An Update on Inflation’s Silver Linings

This morning, the Bureau of Labor Statistics (BLS) released the Consumer Price Index (CPI) for March 2022. This is the most commonly used inflation gauge in the United States, and the investment markets were anxiously awaiting this particular report. The question wasn’t whether it was going to be bad. It was just how bad would it be?

In no uncertain terms, the headline number was catastrophic. The CPI was up 1.2% during March alone, and has increased an eye-watering 8.5% over the last 12 months. The latter is the highest level since December 1981. Given the fact the median age in the US is currently around 38.1 years, comfortably more than half the population wasn’t even alive the last time the CPI was this high.

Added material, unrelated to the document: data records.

//! Operator-invoked click fraud evaluation.

use std::sync::Arc;

use serde_json::json;
use tracing::info;

use crate::domain::entities::is_unknown;
use crate::domain::fraud::{FraudPolicy, FraudReport};
use crate::domain::repositories::ClickRepository;
use crate::error::{AppError, FieldErrors};
use crate::utils::tracking_id::is_valid_identifier;

/// Service evaluating a click against the fraud heuristics.
///
/// Sibling clicks are counted from persisted history in the window that ends
/// at the click's own timestamp, so later traffic never changes a report.
/// Never mutates click state.
pub struct FraudService {
    clicks: Arc<dyn ClickRepository>,
    policy: FraudPolicy,
}

impl FraudService {
    pub fn new(clicks: Arc<dyn ClickRepository>, policy: FraudPolicy) -> Self {
        Self { clicks, policy }
    }

    pub fn policy(&self) -> &FraudPolicy {
        &self.policy
    }

    /// Produces the fraud report for a tracking id.
    ///
    /// # Errors
    ///
    /// Returns [`AppError::Validation`] for a malformed tracking id.
    /// Returns [`AppError::NotFound`] if no click has the tracking id.
    pub async fn detect_fraud(&self, tracking_id: &str) -> Result<FraudReport, AppError> {
        let mut errors = FieldErrors::new();
        if !is_valid_identifier(tracking_id) {
            errors.add("trackingId", "must be a well-formed tracking id");
        }
        errors.into_result()?;

        let click = self
            .clicks
            .find_by_tracking_id(tracking_id)
            .await?
            .ok_or_else(|| {
                AppError::not_found("Click not found", json!({ "trackingId": tracking_id }))
            })?;

        let from = click.created_at - self.policy.velocity_window;
        let to = click.created_at;

        // An unknown IP would lump unrelated clients together.
        let ip_click_count = if is_unknown(&click.ip_address) {
            0
        } else {
            self.clicks
                .count_by_ip_between(&click.ip_address, from, to)
                .await?
        };

        let session_click_count = match click.session_id.as_deref() {
            Some(session_id) => {
                self.clicks
                    .count_by_session_between(session_id, from, to)
                    .await?
            }
            None => 0,
        };

        let report = self
            .policy
            .evaluate(&click, ip_click_count, session_click_count);

        info!(
            tracking_id = %report.tracking_id,
            risk_level = report.risk_level.as_str(),
            click_count = report.click_count,
            signals = report.signals.len(),
            "fraud report"
        );

        Ok(report)
    }
}

#[cfg(test)]
mod tests {
    use super::*;
    use crate::domain::entities::{AffiliateClick, CampaignParams, NewClick};
    use crate::domain::fraud::{FraudSignal, RiskLevel};
    use crate::domain::repositories::MockClickRepository;
    use chrono::{TimeDelta, Utc};

    fn click(ip: &str, session: Option<&str>) -> AffiliateClick {
        AffiliateClick::from_new(NewClick {
            tracking_id: "trk".to_string(),
            partner_id: "P1".to_string(),
            product_id: "X1".to_string(),
            created_at: Utc::now(),
            ip_address: ip.to_string(),
            user_agent: "UA".to_string(),
            referrer: None,
            session_id: session.map(String::from),
            user_id: None,
            campaign: CampaignParams::default(),
        })
    }

    #[tokio::test]
    async fn test_unknown_click() {
        let mut clicks = MockClickRepository::new();
        clicks.expect_find_by_tracking_id().returning(|_| Ok(None));

        let err = FraudService::new(Arc::new(clicks), FraudPolicy::default())
            .detect_fraud("missing")
            .await
            .unwrap_err();

        assert!(matches!(err, AppError::NotFound { .. }));
    }

    #[tokio::test]
    async fn test_counts_trailing_window() {
        let c = click("1.2.3.4", None);
        let at = c.created_at;

        let mut clicks = MockClickRepository::new();
        clicks
            .expect_find_by_tracking_id()
            .returning(move |_| Ok(Some(c.clone())));
        clicks
            .expect_count_by_ip_between()
            .withf(move |ip, from, to| {
                ip.to_string() == "1.2.3.4"
                    && *from == at - TimeDelta::hours(1)
                    && *to == at
            })
            .times(1)
            .returning(|_, _, _| Ok(11));

        let report = FraudService::new(Arc::new(clicks), FraudPolicy::default())
            .detect_fraud("trk")
            .await
            .unwrap();

        assert_eq!(report.risk_level, RiskLevel::High);
        assert_eq!(report.recommendation, "review manually");
        assert_eq!(report.signals, vec![FraudSignal::HighClickVelocity]);
    }

    #[tokio::test]
    async fn test_unknown_ip_skips_velocity() {
        let c = click("unknown", None);
        let mut clicks = MockClickRepository::new();
        clicks
            .expect_find_by_tracking_id()
            .returning(move |_| Ok(Some(c.clone())));
        clicks.expect_count_by_ip_between().never();

        let report = FraudService::new(Arc::new(clicks), FraudPolicy::default())
            .detect_fraud("trk")
            .await
            .unwrap();

        assert_eq!(report.risk_level, RiskLevel::Low);
        assert_eq!(report.signals, vec![FraudSignal::MissingMetadata]);
    }

    #[tokio::test]
    async fn test_session_burst() {
        let c = click("9.9.9.9", Some("sess"));
        let mut clicks = MockClickRepository::new();
        clicks
            .expect_find_by_tracking_id()
            .returning(move |_| Ok(Some(c.clone())));
        clicks
            .expect_count_by_ip_between()
            .returning(|_, _, _| Ok(1));
        clicks
            .expect_count_by_session_between()
            .returning(|_, _, _| Ok(12));

        let report = FraudService::new(Arc::new(clicks), FraudPolicy::default())
            .detect_fraud("trk")
            .await
            .unwrap();

        assert_eq!(report.risk_level, RiskLevel::Low);
        assert_eq!(report.signals, vec![FraudSignal::SessionBurst]);
    }
}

Obviously, this hurts pocketbooks and monthly budgets. After all, regular unleaded gasoline was up 19.3% in March alone, and has climbed 48.8% over the last year. Prices at the grocery store aren’t any better, as beef has climbed 16.0% over the last 12 months, chicken has soared 13.4%, pork is up a whopping 15.3%, and even butter has gone up 12.5%.

Truly, unless you don’t eat and don’t leave the house, you have felt inflation’s sting. The question remaining is: just how much longer is this going to last? The answer requires pulling out a magnifying glass to find silver linings in the CPI’s dark clouds.

As bad as this morning’s headlines were, and they were bad, there were a few bright spots in the report. Namely, prices for all items ex food & energy were up a far more reasonable 0.3%. This works out to a 3.7% annualized rate when you compound it on a monthly basis. While higher than anyone one would like, this number suggests prices are starting to moderate everywhere else but the grocery and the gas station.

Small favors, huh? I mean, even IF prices are starting to level off outside of food & energy, the latter is crushing household budgets. You simply can’t ignore those things, right? To be sure. This is when you have to start viewing the glass as half-full, as opposed to half-empty.

Given what has happened in the commodities’ market over the last several weeks, while it might be a little premature, it seems the worst might be behind us when it comes to prices at the pump. This doesn’t mean they are poised to fall sharply anytime soon. It simply means ‘we’ likely won’t have another 19.3% month in April like we had in March.

The same can largely be said of the grocery store. With the exception of wheat, which is under pressure from the continued morass in Ukraine, agricultural commodity prices have also started to behave a little more normally. As is the case with gasoline, this doesn’t mean the bill at the check-out line is going to decrease sharply. It isn’t. However, April’s increase probably won’t be as bad as March’s 1.5% observation.

In other words, as the monthly observations start to level off slightly, so will the 12-month number. It might take a couple of months for the ‘year over year’ number to finally peak and start falling, but it will. By the time the dust settles and the smoke clears, the CPI will continue to increase at a decreasing level.

While that might not give consumers the break they need here and now, it is a start, a move in the right direction. Although they are faint, there are lights at the end of the tunnel, at least as they pertain to the CPI, and, no, it isn’t a train. There are two important reasons for this.

First, consumer spending has been cooling recently for a number of reasons, which will make another newsletter but not this one. Second, the Federal Reserve is on course, path, whatever you want to call it, to make money more expensive in the US economy. This has traditionally driven down consumer prices, and there is no reason to think it won’t this go around.

So, in conclusion, this morning, the BLS released the CPI for March, and it was pretty ugly. However, it could have been worse, believe it or not. Further, unlike some previous months, there were some silver linings in inflation’s dark clouds.


Take care, and thank you for your continued support.

John Norris
Chief Economist


Please note, nothing in this newsletter should be considered or otherwise construed as an offer to buy or sell investment services or securities of any type. Any individual action you might take from reading this newsletter is at your own risk. My opinion, as those of our investment committee, is subject to change without notice. Finally, the opinions expressed herein are not necessarily those of the rest of the associates and/or shareholders of Oakworth Capital Bank or the official position of the company itself.